Indeed. But with DNA analysis we have a non-subjective tool for determining descent (as opposed to the influence of climate and environment).
First published online as a Review in Advance on June 14, 2005
EARLY MODERN HUMANS
Erik Trinkaus
Department of Anthropology, Washington University, St. Louis, Missouri 63130; email: trinkaus@wustl.edu
Perceptions of the emergence and spread of modern humans have changed recently through the reanalysis of fossils, an improved geochronological framework, and the discovery of a few specimens.
Early modern humans in various portions of the Old World exhibit complex and varying mosaics of archaic, modern, and regional morphological characteristics.
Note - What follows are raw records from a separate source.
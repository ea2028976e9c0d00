//! Health reporting for backends and the storage facade.
//!
//! [`StoreBackend::health_check`](crate::StoreBackend::health_check) and
//! [`TelemetryStore::health_check`](crate::TelemetryStore::health_check) both
//! return a [`HealthStatus`]. The facade folds the backend result together
//! with its own state, so a reachable store with records awaiting index
//! reconciliation reports `Degraded` rather than `Healthy`.
//!
//! | `HealthProbe` | `HealthStatus` | Serve traffic? |
//! |---------------|----------------|----------------|
//! | `Liveness`    | any            | process alive  |
//! | `Readiness`   | `Healthy`      | yes            |
//! | `Readiness`   | `Degraded`     | yes, queries may miss recent records |
//! | `Readiness`   | `Unhealthy`    | no             |
//! | `Startup`     | `Healthy`      | first connection made |

use std::{collections::BTreeMap, fmt, time::Duration};

/// The kind of health probe to perform.
#[derive(Debug, Clone, Copy, PartialEq, Eq, Hash)]
pub enum HealthProbe {
    /// The process is alive. Backends answer without touching the network.
    Liveness,
    /// The store is reachable and indexes are consistent.
    Readiness,
    /// The first round trip to the store succeeded.
    Startup,
}

impl fmt::Display for HealthProbe {
    fn fmt(&self, f: &mut fmt::Formatter<'_>) -> fmt::Result {
        f.write_str(match self {
            Self::Liveness => "liveness",
            Self::Readiness => "readiness",
            Self::Startup => "startup",
        })
    }
}

/// Outcome of a health probe.
#[derive(Debug, Clone)]
pub enum HealthStatus {
    /// Fully operational.
    Healthy(HealthMetadata),
    /// Serving, with the reason for reduced capability.
    Degraded(HealthMetadata, String),
    /// Not serving, with the failure reason.
    Unhealthy(HealthMetadata, String),
}

impl HealthStatus {
    /// Creates a `Healthy` status.
    #[must_use]
    pub fn healthy(metadata: HealthMetadata) -> Self {
        Self::Healthy(metadata)
    }

    /// Creates a `Degraded` status.
    #[must_use]
    pub fn degraded(metadata: HealthMetadata, reason: impl Into<String>) -> Self {
        Self::Degraded(metadata, reason.into())
    }

    /// Creates an `Unhealthy` status.
    #[must_use]
    pub fn unhealthy(metadata: HealthMetadata, reason: impl Into<String>) -> Self {
        Self::Unhealthy(metadata, reason.into())
    }

    /// Returns `true` if fully healthy.
    #[must_use]
    pub fn is_healthy(&self) -> bool {
        matches!(self, Self::Healthy(_))
    }

    /// Returns `true` if degraded.
    #[must_use]
    pub fn is_degraded(&self) -> bool {
        matches!(self, Self::Degraded(..))
    }

    /// Returns `true` if unhealthy.
    #[must_use]
    pub fn is_unhealthy(&self) -> bool {
        matches!(self, Self::Unhealthy(..))
    }

    /// Returns `true` unless unhealthy.
    #[must_use]
    pub fn is_serving(&self) -> bool {
        !self.is_unhealthy()
    }

    /// Metadata attached to the status.
    #[must_use]
    pub fn metadata(&self) -> &HealthMetadata {
        match self {
            Self::Healthy(m) | Self::Degraded(m, _) | Self::Unhealthy(m, _) => m,
        }
    }

    /// Degradation or failure reason.
    #[must_use]
    pub fn reason(&self) -> Option<&str> {
        match self {
            Self::Healthy(_) => None,
            Self::Degraded(_, reason) | Self::Unhealthy(_, reason) => Some(reason),
        }
    }

    /// Downgrades a healthy status to degraded. Worse states are kept.
    #[must_use]
    pub fn degrade(self, reason: impl Into<String>) -> Self {
        match self {
            Self::Healthy(m) => Self::Degraded(m, reason.into()),
            other => other,
        }
    }

    /// Mutable access to the metadata, for adding details.
    pub fn metadata_mut(&mut self) -> &mut HealthMetadata {
        match self {
            Self::Healthy(m) | Self::Degraded(m, _) | Self::Unhealthy(m, _) => m,
        }
    }
}

impl fmt::Display for HealthStatus {
    fn fmt(&self, f: &mut fmt::Formatter<'_>) -> fmt::Result {
        let millis = self.metadata().check_duration.as_millis();
        match self {
            Self::Healthy(_) => write!(f, "healthy ({millis}ms)"),
            Self::Degraded(_, reason) => write!(f, "degraded: {reason} ({millis}ms)"),
            Self::Unhealthy(_, reason) => write!(f, "unhealthy: {reason} ({millis}ms)"),
        }
    }
}

/// Timing and backend details attached to a [`HealthStatus`].
#[derive(Debug, Clone)]
pub struct HealthMetadata {
    /// How long the check took.
    pub check_duration: Duration,
    /// Backend identifier, such as `"memory"` or `"redis"`.
    pub backend: String,
    /// Free-form details (`entry_count`, `pending_index`, `pool_size`, ...).
    pub details: BTreeMap<String, String>,
}

impl HealthMetadata {
    /// Creates metadata with no details.
    #[must_use]
    pub fn new(check_duration: Duration, backend: impl Into<String>) -> Self {
        Self { check_duration, backend: backend.into(), details: BTreeMap::new() }
    }

    /// Adds a detail entry.
    #[must_use]
    pub fn with_detail(mut self, key: impl Into<String>, value: impl ToString) -> Self {
        self.details.insert(key.into(), value.to_string());
        self
    }
}

#[cfg(test)]
#[allow(clippy::unwrap_used, clippy::expect_used)]
mod tests {
    use super::*;

    fn meta() -> HealthMetadata {
        HealthMetadata::new(Duration::from_millis(5), "memory")
    }

    #[test]
    fn test_predicates() {
        let status = HealthStatus::healthy(meta());
        assert!(status.is_healthy() && status.is_serving());
        assert!(status.reason().is_none());

        let status = HealthStatus::degraded(meta(), "3 records pending reindex");
        assert!(status.is_degraded() && status.is_serving());
        assert_eq!(status.reason(), Some("3 records pending reindex"));

        let status = HealthStatus::unhealthy(meta(), "connection refused");
        assert!(status.is_unhealthy() && !status.is_serving());
    }

    #[test]
    fn test_degrade_keeps_worse_state() {
        let degraded = HealthStatus::healthy(meta()).degrade("pending");
        assert!(degraded.is_degraded());

        let unhealthy = HealthStatus::unhealthy(meta(), "down").degrade("pending");
        assert_eq!(unhealthy.reason(), Some("down"));
    }

    #[test]
    fn test_details() {
        let meta = meta().with_detail("entry_count", 42).with_detail("backend_ms", "1");
        assert_eq!(meta.details.get("entry_count").map(String::as_str), Some("42"));
        assert_eq!(meta.details.len(), 2);
    }

    #[test]
    fn test_display() {
        assert_eq!(HealthStatus::healthy(meta()).to_string(), "healthy (5ms)");
        assert_eq!(
            HealthStatus::unhealthy(HealthMetadata::new(Duration::from_secs(1), "redis"), "timeout")
                .to_string(),
            "unhealthy: timeout (1000ms)"
        );
        assert_eq!(HealthProbe::Readiness.to_string(), "readiness");
    }
}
On the basis of this pattern, in conjunction with the emerging chronology of the earliest modern humans, the paleontological data indicate an assimilation model for modern human origins, in which the earliest modern humans emerged in eastern Africa, dispersed briefly into southwestern Asia, and then subsequently spread into the remainder of Africa and southern Asia, eventually into higher latitude Eurasia.
The earliest modern humans outside of the core area of eastern Africa can be understood only if a variable degree of admixture with regional groups of late archaic humans occurred. Current and expected fossil and molecular data are unlikely to illuminate the degree of assimilation that took place in most regions of the Old World.
However, the current chronological and phylogenetic framework provides the basis for ongoing investigation of the nature of this Late Pleistocene transitional period.